My experience shows me they are pretty amazing no matter how they are aimed. I try to do more on axis, but not surprised with them working so well off-axis. 

FYI, If you get another install with them, you can remove and remake the front plate and reduce about an inch from the diameter. In some cases, that inch will make all the difference with where you are trying to place them. 

Great job again. When you first showed pics of the rear, I thought it was factory....lol! I guess that is the idea and speaks volumes to the amount of work and craftsmanship involved.
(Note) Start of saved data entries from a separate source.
//! Executes a validated [`Plan`] against a set of [`Searcher`]s (the
//! memtable's live searcher plus one per restricted SSTable), implementing
//! spec.md §4.7's "per-column unions across segments; cross-column
//! intersection" and the ANN filter-then-sort pipeline (§4.4).

use std::cmp::Ordering;
use std::collections::HashMap;

use crate::pk::PrimaryKey;

use super::plan::{Operator, Plan, Predicate, PredicateValue};
use super::QueryError;

/// A single source of column matches: either the memtable's live index or
/// one SSTable's per-segment readers. Both implement this the same way,
/// letting [`QueryExecutor`] fan out without caring which it's talking to.
pub trait Searcher {
    /// Whether `column`'s index can currently be queried (build complete,
    /// not downgraded by corruption — spec.md §4.7's index-build gate and
    /// §7 class 4's non-queryable downgrade).
    fn is_queryable(&self, column: &str) -> bool;

    /// Primary keys matching a non-ANN predicate clause, in ascending PK
    /// order.
    fn match_predicate(&self, predicate: &Predicate) -> Result<Vec<PrimaryKey>, QueryError>;

    /// Every primary key this searcher knows about, used to compute
    /// `!=`/`NOT CONTAINS` complements per spec.md §6.
    fn all_primary_keys(&self) -> Result<Vec<PrimaryKey>, QueryError>;

    /// Nearest-neighbor candidates for an ANN ordering predicate.
    fn ann_candidates(
        &self,
        predicate: &Predicate,
        k: usize,
        ef: usize,
    ) -> Result<Vec<(PrimaryKey, f32)>, QueryError>;
}

/// A cap on how many times an ANN query re-widens its beam while trying to
/// collect enough filtered candidates, so a predicate nothing in the
/// index satisfies can't spin forever.
const MAX_ANN_WIDENINGS: u32 = 20;

/// Runs a [`Plan`] over sorted `Vec<PrimaryKey>` set algebra rather than
/// `posting`'s `SegmentRowId`-keyed iterators, since a query spans
/// multiple segments' disjoint row-id spaces that can only be merged once
/// each searcher has already resolved its matches down to primary keys.
pub struct QueryExecutor<'a> {
    searchers: Vec<&'a dyn Searcher>,
}

impl<'a> QueryExecutor<'a> {
    /// Creates an executor over one memtable live searcher plus one
    /// searcher per restricted SSTable.
    pub fn new(searchers: Vec<&'a dyn Searcher>) -> Self {
        Self { searchers }
    }

    /// Executes `plan`, returning primary keys in ascending order (or, for
    /// an ANN-ordered plan, in descending-score order) with paging and
    /// `LIMIT` applied.
    pub fn execute(&self, plan: &Plan) -> Result<Vec<PrimaryKey>, QueryError> {
        for clause in &plan.clauses {
            self.check_queryable(&clause.predicate.column)?;
        }
        if let Some(ann) = &plan.order_by_ann {
            self.check_queryable(&ann.column)?;
        }

        let mut allowed: Option<Vec<PrimaryKey>> = None;
        for clause in &plan.clauses {
            if !clause.verified {
                // ALLOW FILTERING downgrade: SAI imposes no restriction,
                // the host post-filters this clause itself.
                continue;
            }
            let matches = self.match_clause(&clause.predicate)?;
            allowed = Some(match allowed {
                None => matches,
                Some(existing) => intersect_sorted(&existing, &matches),
            });
        }

        let mut rows = if let Some(ann) = &plan.order_by_ann {
            self.execute_ann(ann, plan.limit.unwrap_or(usize::MAX).max(1), allowed.as_deref())?
        } else {
            let mut rows = allowed.unwrap_or_default();
            rows.sort();
            rows
        };

        if !plan.is_ann_ordered() {
            if let Some(after) = &plan.after {
                rows.retain(|pk| pk > after);
            }
        }
        if let Some(limit) = plan.limit {
            rows.truncate(limit);
        }
        Ok(rows)
    }

    fn check_queryable(&self, column: &str) -> Result<(), QueryError> {
        if self.searchers.iter().all(|s| s.is_queryable(column)) {
            Ok(())
        } else {
            Err(QueryError::NotQueryable(column.to_string()))
        }
    }

    fn match_clause(&self, predicate: &Predicate) -> Result<Vec<PrimaryKey>, QueryError> {
        if matches!(predicate.operator, Operator::NotEq) {
            return self.match_not_eq(predicate);
        }
        let mut union: Vec<PrimaryKey> = Vec::new();
        for searcher in &self.searchers {
            union = union_sorted(&union, &searcher.match_predicate(predicate)?);
        }
        Ok(union)
    }

    /// `!=`/`NOT CONTAINS` via complement: union every searcher's exact
    /// matches, union every searcher's full PK universe, subtract.
    fn match_not_eq(&self, predicate: &Predicate) -> Result<Vec<PrimaryKey>, QueryError> {
        let positive = Predicate {
            operator: Operator::Eq,
            ..predicate.clone()
        };
        let mut excluded: Vec<PrimaryKey> = Vec::new();
        let mut universe: Vec<PrimaryKey> = Vec::new();
        for searcher in &self.searchers {
            excluded = union_sorted(&excluded, &searcher.match_predicate(&positive)?);
            universe = union_sorted(&universe, &searcher.all_primary_keys()?);
        }
        Ok(difference_sorted(&universe, &excluded))
    }

    /// Filter-then-sort ANN (spec.md §4.4): widens the beam across every
    /// searcher until `limit` candidates pass `allowed` (if any) or no
    /// searcher has more to give.
    fn execute_ann(
        &self,
        predicate: &Predicate,
        limit: usize,
        allowed: Option<&[PrimaryKey]>,
    ) -> Result<Vec<PrimaryKey>, QueryError> {
        if !matches!(&predicate.value, PredicateValue::Vector(_)) {
            return Err(QueryError::UnsupportedOperator {
                column: predicate.column.clone(),
                operator: predicate.operator,
            });
        }

        let mut ef = limit;
        let mut best: HashMap<PrimaryKey, f32> = HashMap::new();
        let mut previous_len = 0;
        for _ in 0..MAX_ANN_WIDENINGS {
            best.clear();
            for searcher in &self.searchers {
                for (pk, score) in searcher.ann_candidates(predicate, limit, ef)? {
                    if let Some(filter) = allowed {
                        if filter.binary_search(&pk).is_err() {
                            continue;
                        }
                    }
                    best.entry(pk)
                        .and_modify(|existing| {
                            if score > *existing {
                                *existing = score;
                            }
                        })
                        .or_insert(score);
                }
            }
            if best.len() >= limit || best.len() == previous_len {
                break;
            }
            previous_len = best.len();
            ef = ef.saturating_mul(2);
        }

        let mut ranked: Vec<(PrimaryKey, f32)> = best.into_iter().collect();
        ranked.sort_by(|a, b| b.1.total_cmp(&a.1));
        ranked.truncate(limit);
        Ok(ranked.into_iter().map(|(pk, _)| pk).collect())
    }
}

fn intersect_sorted(a: &[PrimaryKey], b: &[PrimaryKey]) -> Vec<PrimaryKey> {
    let (mut i, mut j) = (0, 0);
    let mut out = Vec::new();
    while i < a.len() && j < b.len() {
        match a[i].cmp(&b[j]) {
            Ordering::Less => i += 1,
            Ordering::Greater => j += 1,
            Ordering::Equal => {
                out.push(a[i].clone());
                i += 1;
                j += 1;
            }
        }
    }
    out
}

fn union_sorted(a: &[PrimaryKey], b: &[PrimaryKey]) -> Vec<PrimaryKey> {
    let mut out = Vec::with_capacity(a.len() + b.len());
    let (mut i, mut j) = (0, 0);
    while i < a.len() && j < b.len() {
        match a[i].cmp(&b[j]) {
            Ordering::Less => {
                out.push(a[i].clone());
                i += 1;
            }
            Ordering::Greater => {
                out.push(b[j].clone());
                j += 1;
            }
            Ordering::Equal => {
                out.push(a[i].clone());
                i += 1;
                j += 1;
            }
        }
    }
    out.extend_from_slice(&a[i..]);
    out.extend_from_slice(&b[j..]);
    out
}

fn difference_sorted(universe: &[PrimaryKey], excluded: &[PrimaryKey]) -> Vec<PrimaryKey> {
    universe.iter().filter(|pk| excluded.binary_search(pk).is_err()).cloned().collect()
}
You and JOey do great work!!!!!


----------



## strong*I*bumpin (Oct 3, 2005)

*Re: 2006 SL55 AMG - Dynaudio, Mosconi, Illusion - a Sonus / SIS joint  200+ pics &*

Just ridiculous work done on this Benz as well as looking stealth & stock.Outstanding Bing.


----------



## simplicityinsound (Feb 2, 2007)

*Re: 2006 SL55 AMG - Dynaudio, Mosconi, Illusion - a Sonus / SIS joint  200+ pics &*



Niebur3 said:


> My experience shows me they are pretty amazing no matter how they are aimed. I try to do more on axis, but not surprised with them working so well off-axis.
> 
> FYI, If you get another install with them, you can remove and remake the front plate and reduce about an inch from the diameter. In some cases, that inch will make all the difference with where you are trying to place them.
> 
> Great job again. When you first showed pics of the rear, I thought it was factory....lol! I guess that is the idea and speaks volumes to the amount of work and craftsmanship involved. You and JOey do great work!!!!!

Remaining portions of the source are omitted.